Eppure, «nonostante i numeri parlino chiaro», le compagnie assicurative – questa l’argomentazione –continuano a «negare o sovrapprezzare le coperture per la mobilità condivisa, senza che i tassi di sinistrosità Rca possano giustificare tale atteggiamento». Ben diverso è invece il discorso sulle coperture “Kasko”, dove «atti vandalici, furti parziali e furti totali rappresentano ancora una vera e propria piaga per il settore, al punto che molti operatori sono costretti a ricorrere all’autoassicurazione». Comes tiene a ribadire che considerare questi eventi come semplice rischio d’impresa «appare ormai un’eresia»: resta il fatto che «la voce assicurativa pesa oggi più di ogni altra sui costi operativi, erodendo i margini di redditività e mettendo a rischio la sostenibilità economica dei servizi di “sharing mobility”».

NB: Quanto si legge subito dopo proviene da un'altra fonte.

use crate::term::{format_rational, Term, TermKind, TermStore};
use num_rational::BigRational;
use num_traits::Zero;
use rustc_hash::{FxHashMap, FxHashSet};
use std::error::Error;
use std::fmt;

#[derive(Clone, Debug, PartialEq, Eq)]
pub enum Value {
    Bool(bool),
    Real(BigRational),
}

#[derive(Clone, Debug, PartialEq, Eq)]
pub enum EvalError {
    /// The variable has no value in the model
    Unassigned(String),
    /// Quantified formulas are not evaluated
    Quantifier,
    /// A term was used with the wrong sort
    Sort,
}

impl fmt::Display for EvalError {
    fn fmt(&self, f: &mut fmt::Formatter) -> fmt::Result {
        match self {
            EvalError::Unassigned(name) => write!(f, "variable `{}` is not assigned", name),
            EvalError::Quantifier => write!(f, "cannot evaluate quantified formula"),
            EvalError::Sort => write!(f, "ill-sorted term"),
        }
    }
}

impl Error for EvalError {}

/// An assignment of booleans to boolean variables and rationals to real
/// variables.
#[derive(Clone, Debug, Default, PartialEq, Eq)]
pub struct Model {
    bools: FxHashMap<Term, bool>,
    reals: FxHashMap<Term, BigRational>,
}

impl Model {
    pub fn new() -> Self {
        Self::default()
    }

    pub fn assign_bool(&mut self, var: Term, value: bool) {
        self.bools.insert(var, value);
    }

    pub fn assign_real(&mut self, var: Term, value: BigRational) {
        self.reals.insert(var, value);
    }

    /// Fixes the value of a (possibly freshly introduced) variable, overriding
    /// any previous value.
    pub fn register_fixed_value(&mut self, var: Term, value: Value) {
        match value {
            Value::Bool(b) => self.assign_bool(var, b),
            Value::Real(r) => self.assign_real(var, r),
        }
    }

    pub fn bool_value(&self, var: Term) -> Option<bool> {
        self.bools.get(&var).copied()
    }

    pub fn real_value(&self, var: Term) -> Option<&BigRational> {
        self.reals.get(&var)
    }

    pub fn contains(&self, var: Term) -> bool {
        self.bools.contains_key(&var) || self.reals.contains_key(&var)
    }

    /// Assigned variables, sorted by handle.
    pub fn variables(&self) -> Vec<Term> {
        let mut vars: Vec<Term> = self.bools.keys().chain(self.reals.keys()).copied().collect();
        vars.sort();
        vars
    }

    pub fn len(&self) -> usize {
        self.bools.len() + self.reals.len()
    }

    pub fn is_empty(&self) -> bool {
        self.len() == 0
    }

    pub fn evaluate(&self, store: &TermStore, t: Term) -> Result<Value, EvalError> {
        let mut memo: FxHashMap<Term, Value> = FxHashMap::default();
        let mut stack = vec![t];
        while let Some(&top) = stack.last() {
            if memo.contains_key(&top) {
                stack.pop();
                continue;
            }
            if store.is_quantifier(top) {
                return Err(EvalError::Quantifier);
            }
            let children = store.children(top);
            let pending: Vec<Term> = children
                .iter()
                .filter(|&&c| !memo.contains_key(&c))
                .copied()
                .collect();
            if !pending.is_empty() {
                stack.extend(pending);
                continue;
            }
            let value = self.evaluate_node(store, top, &memo)?;
            memo.insert(top, value);
            stack.pop();
        }
        memo.remove(&t).ok_or(EvalError::Sort)
    }

    fn evaluate_node(
        &self,
        store: &TermStore,
        t: Term,
        memo: &FxHashMap<Term, Value>,
    ) -> Result<Value, EvalError> {
        let boolean = |c: &Term| match memo.get(c) {
            Some(Value::Bool(b)) => Ok(*b),
            _ => Err(EvalError::Sort),
        };
        let real = |c: &Term| match memo.get(c) {
            Some(Value::Real(r)) => Ok(r),
            _ => Err(EvalError::Sort),
        };
        let value = match store.kind(t) {
            TermKind::True => Value::Bool(true),
            TermKind::False => Value::Bool(false),
            TermKind::Var(name, _) => {
                if let Some(&b) = self.bools.get(&t) {
                    Value::Bool(b)
                } else if let Some(r) = self.reals.get(&t) {
                    Value::Real(r.clone())
                } else {
                    return Err(EvalError::Unassigned(name.clone()));
                }
            }
            TermKind::Num(n) => Value::Real(n.clone()),
            TermKind::Not(a) => Value::Bool(!boolean(a)?),
            TermKind::And(args) => {
                let mut result = true;
                for a in args {
                    result &= boolean(a)?;
                }
                Value::Bool(result)
            }
            TermKind::Or(args) => {
                let mut result = false;
                for a in args {
                    result |= boolean(a)?;
                }
                Value::Bool(result)
            }
            TermKind::Iff(a, b) => Value::Bool(boolean(a)? == boolean(b)?),
            TermKind::Add(args) => {
                let mut sum = BigRational::zero();
                for a in args {
                    sum += real(a)?;
                }
                Value::Real(sum)
            }
            TermKind::Mul(c, a) => Value::Real(c * real(a)?),
            TermKind::Le(a, b) => Value::Bool(real(a)? <= real(b)?),
            TermKind::Lt(a, b) => Value::Bool(real(a)? < real(b)?),
            TermKind::Eq(a, b) => Value::Bool(real(a)? == real(b)?),
            TermKind::Exists(_, _) | TermKind::Forall(_, _) => return Err(EvalError::Quantifier),
        };
        Ok(value)
    }

    pub fn is_true(&self, store: &TermStore, t: Term) -> Result<bool, EvalError> {
        match self.evaluate(store, t)? {
            Value::Bool(b) => Ok(b),
            Value::Real(_) => Err(EvalError::Sort),
        }
    }

    pub fn display<'a>(&'a self, store: &'a TermStore) -> ModelDisplay<'a> {
        ModelDisplay { model: self, store }
    }
}

pub struct ModelDisplay<'a> {
    model: &'a Model,
    store: &'a TermStore,
}

impl<'a> fmt::Display for ModelDisplay<'a> {
    fn fmt(&self, f: &mut fmt::Formatter) -> fmt::Result {
        let mut entries: Vec<(String, String)> = Vec::new();
        for var in self.model.variables() {
            let name = self.store.var_name(var).unwrap_or("?").to_string();
            let value = match (self.model.bool_value(var), self.model.real_value(var)) {
                (Some(b), _) => b.to_string(),
                (None, Some(r)) => format_rational(r),
                (None, None) => continue,
            };
            entries.push((name, value));
        }
        entries.sort();
        for (name, value) in entries {
            writeln!(f, "{} -> {}", name, value)?;
        }
        Ok(())
    }
}

/// Records variables introduced or bound by the solver that must not show up
/// in a model handed back to the caller.
#[derive(Clone, Debug, Default)]
pub struct ModelConverter {
    hidden: FxHashSet<Term>,
}

impl ModelConverter {
    pub fn new() -> Self {
        Self::default()
    }

    pub fn hide(&mut self, var: Term) {
        self.hidden.insert(var);
    }

    pub fn is_hidden(&self, var: Term) -> bool {
        self.hidden.contains(&var)
    }

    pub fn reset(&mut self) {
        self.hidden.clear();
    }

    /// Lifts an internal model to the externally observable one.
    pub fn apply(&self, model: &Model) -> Model {
        let mut result = Model::new();
        for (&var, &value) in &model.bools {
            if !self.is_hidden(var) {
                result.assign_bool(var, value);
            }
        }
        for (&var, value) in &model.reals {
            if !self.is_hidden(var) {
                result.assign_real(var, value.clone());
            }
        }
        result
    }
}

#[cfg(test)]
mod tests {

    use super::*;
    use crate::term::Sort;
    use num_bigint::BigInt;

    fn rational(n: i64, d: i64) -> BigRational {
        BigRational::new(BigInt::from(n), BigInt::from(d))
    }

    #[test]
    fn evaluates_linear_arithmetic() {
        let mut store = TermStore::new();
        let x = store.mk_var("x", Sort::Real);
        let y = store.mk_var("y", Sort::Real);
        let two_y = store.mk_mul(rational(2, 1), y);
        let sum = store.mk_add(vec![x, two_y]);
        let one = store.mk_int(1);
        let fml = store.mk_lt(sum, one);

        let mut model = Model::new();
        model.assign_real(x, rational(1, 2));
        model.assign_real(y, rational(1, 8));
        assert_eq!(model.is_true(&store, fml), Ok(true));
        model.register_fixed_value(y, Value::Real(rational(1, 4)));
        assert_eq!(model.is_true(&store, fml), Ok(false));
    }

    #[test]
    fn unassigned_and_quantified_terms_fail() {
        let mut store = TermStore::new();
        let p = store.mk_var("p", Sort::Bool);
        let q = store.mk_var("q", Sort::Bool);
        let fml = store.mk_or(vec![p, q]);
        let mut model = Model::new();
        model.assign_bool(p, true);
        assert_eq!(
            model.is_true(&store, fml),
            Err(EvalError::Unassigned("q".to_string()))
        );
        let quantified = store.mk_exists(vec![q], fml);
        assert_eq!(model.is_true(&store, quantified), Err(EvalError::Quantifier));
    }

    #[test]
    fn converter_hides_variables() {
        let mut store = TermStore::new();
        let p = store.mk_var("p", Sort::Bool);
        let x = store.mk_var("x", Sort::Real);
        let mut model = Model::new();
        model.assign_bool(p, true);
        model.assign_real(x, rational(3, 1));
        let mut converter = ModelConverter::new();
        converter.hide(p);
        let external = converter.apply(&model);
        assert!(!external.contains(p));
        assert_eq!(external.real_value(x), Some(&rational(3, 1)));
        assert_eq!(format!("{}", external.display(&store)), "x -> 3\n");
    }
}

A livello europeo la situazione è differente: secondo lo studio “Move to the Future” di EY e Italian Insurtech Association, «il 76% delle compagnie europee offre già prodotti per la micro-mobilità e il 71% ritiene che le polizze multimodali ed “embedded” saranno la nuova frontiera del settore». In Italia invece no: le flotte in sharing – viene messo in risalto – pur essendo «per il 95% a zero emissioni e pienamente allineate alla “transizione verde”», restano escluse da coperture specifiche, «in un contesto dove il rischio reale è ormai marginale (0,5% del totale nazionale)».

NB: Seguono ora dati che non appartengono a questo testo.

pub mod dimacs;
pub mod qdimacs;
pub mod smt2;

use crate::literal::Literal;
use std::error::Error;
use std::str::Chars;

#[allow(clippy::module_name_repetitions)]
#[derive(Debug, Eq, PartialEq)]
pub struct ParseError {
    pub msg: String,
    pub pos: SourcePos,
}

impl std::fmt::Display for ParseError {
    fn fmt(&self, f: &mut std::fmt::Formatter) -> std::fmt::Result {
        write!(f, "parse error: {} at {}", self.msg, self.pos)
    }
}

impl Error for ParseError {}

/// Line and column, both starting at 1.
#[derive(Debug, Copy, Clone, PartialEq, Eq)]
pub struct SourcePos {
    pub line: usize,
    pub column: usize,
}

impl SourcePos {
    fn new() -> Self {
        Self { line: 1, column: 0 }
    }

    fn advance(&mut self, len: usize) {
        self.column += len;
    }

    fn newline(&mut self) {
        self.line += 1;
        self.column = 0;
    }
}

impl std::fmt::Display for SourcePos {
    fn fmt(&self, f: &mut std::fmt::Formatter) -> std::fmt::Result {
        write!(f, "{}:{}", self.line, self.column)
    }
}

struct CharIterator<'a> {
    chars: Chars<'a>,
    pos: SourcePos,
    next_char: Option<char>,
}

impl<'a> CharIterator<'a> {
    fn new(content: &'a str) -> CharIterator<'a> {
        let mut chars = content.chars();
        CharIterator {
            next_char: chars.next(),
            chars,
            pos: SourcePos::new(),
        }
    }

    fn next(&mut self) -> Option<char> {
        match self.next_char {
            None => None,
            Some(c) => {
                if c == '\n' {
                    self.pos.newline()
                } else {
                    self.pos.advance(1)
                }
                self.next_char = self.chars.next();
                Some(c)
            }
        }
    }

    fn peek(&self) -> Option<char> {
        self.next_char
    }

    fn error<T>(&self, msg: String) -> Result<T, ParseError> {
        Err(ParseError { msg, pos: self.pos })
    }

    /// Reads a DIMACS literal whose first character `first` was consumed
    /// already. The terminating whitespace is not consumed.
    fn read_literal(&mut self, first: char) -> Result<Literal, ParseError> {
        let signed = first == '-';
        let mut value: Option<u32> = if signed {
            None
        } else {
            match first.to_digit(10) {
                Some(digit) => Some(digit),
                None => {
                    return self.error(format!(
                        "Expect first character of literal to be a digit or `-`, were given `{}`",
                        first
                    ))
                }
            }
        };
        while let Some(c) = self.peek() {
            if c.is_ascii_whitespace() {
                break;
            }
            self.next();
            match c.to_digit(10) {
                Some(digit) => {
                    let prev = value.unwrap_or(0);
                    value = match prev.checked_mul(10).and_then(|v| v.checked_add(digit)) {
                        Some(v) => Some(v),
                        None => return self.error("Literal out of range".to_string()),
                    };
                }
                None => {
                    return self.error(format!(
                        "Encountered non-digit character `{}` while parsing literal",
                        c
                    ))
                }
            }
        }
        match value {
            Some(0) if signed => self.error("Expect non-zero variable after `-`".to_string()),
            Some(value) => Ok(Literal::new(value, signed)),
            None => self.error("Expect digits following `-` character".to_string()),
        }
    }

    fn expect_char(&mut self, expected: char) -> Result<(), ParseError> {
        match self.next() {
            None => self.error("Unexpected end of input".to_string()),
            Some(c) => {
                if c == expected {
                    Ok(())
                } else {
                    self.error(format!(
                        "Expected character `{}`, but found `{}`",
                        expected, c
                    ))
                }
            }
        }
    }

    fn expect_str(&mut self, expected: &str) -> Result<(), ParseError> {
        for c in expected.chars() {
            self.expect_char(c)?;
        }
        Ok(())
    }

    /// Consumes characters up to, not including, the first one violating
    /// `predicate`.
    fn skip_while<P>(&mut self, predicate: P)
    where
        P: Fn(&char) -> bool,
    {
        while let Some(c) = self.peek() {
            if !predicate(&c) {
                break;
            }
            self.next();
        }
    }

    fn take_while<P>(&mut self, predicate: P) -> String
    where
        P: Fn(&char) -> bool,
    {
        let mut result = String::new();
        while let Some(c) = self.peek() {
            if !predicate(&c) {
                break;
            }
            result.push(c);
            self.next();
        }
        result
    }
}

#[cfg(test)]
mod tests {

    use super::*;

    #[test]
    fn positions_count_lines() {
        let mut chars = CharIterator::new("ab\ncd");
        chars.skip_while(|c| *c != '\n');
        assert_eq!(chars.pos, SourcePos { line: 1, column: 2 });
        chars.next();
        assert_eq!(chars.next(), Some('c'));
        assert_eq!(chars.pos, SourcePos { line: 2, column: 1 });
        assert_eq!(chars.take_while(|c| c.is_alphabetic()), "d");
        assert_eq!(chars.next(), None);
    }

    #[test]
    fn literals() {
        let mut chars = CharIterator::new("12 ");
        let first = chars.next().unwrap();
        assert_eq!(chars.read_literal(first), Ok(Literal::new(12, false)));
        assert_eq!(chars.peek(), Some(' '));

        let mut chars = CharIterator::new("-0");
        let first = chars.next().unwrap();
        assert!(chars.read_literal(first).is_err());
    }
}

Pikyrent ricorda che la micromobilità europea è stimata «in 90 miliardi di euro entro il 2030» ma – l’azienda avverte – «senza un’offerta assicurativa verticale, l’Italia rischia di restare ai margini di un mercato in forte espansione e di rallentare la propria transizione urbana». Per costruire la soluzione, la società ha individuato due direttrici di azioni attuabili:
- Creare una linea di business assicurativa dedicata alla “sharing mobility”, con prodotti “pay-per-use”, per km e multimodali, basati su dati di rischio reali.
- Avviare un tavolo tecnico nazionale tra operatori, assicurazioni e amministrazioni per definire standard comuni di copertura e “pricing” sostenibile.
«Le assicurazioni stanno perdendo un nuovo mercato miliardario e le città rischiano di perdere un alleato della sostenibilità che possa supportarle nel raggiungimento degli obiettivi 2030, ma anche nella sfida di potenziare in un’ottica multimodale il trasporto pubblico locale a sostegno dei cittadini», dice Comes. «La “sharing mobility” non è un rischio: è un’infrastruttura economica. Trattarla come tale è perciò anche un dovere istituzionale».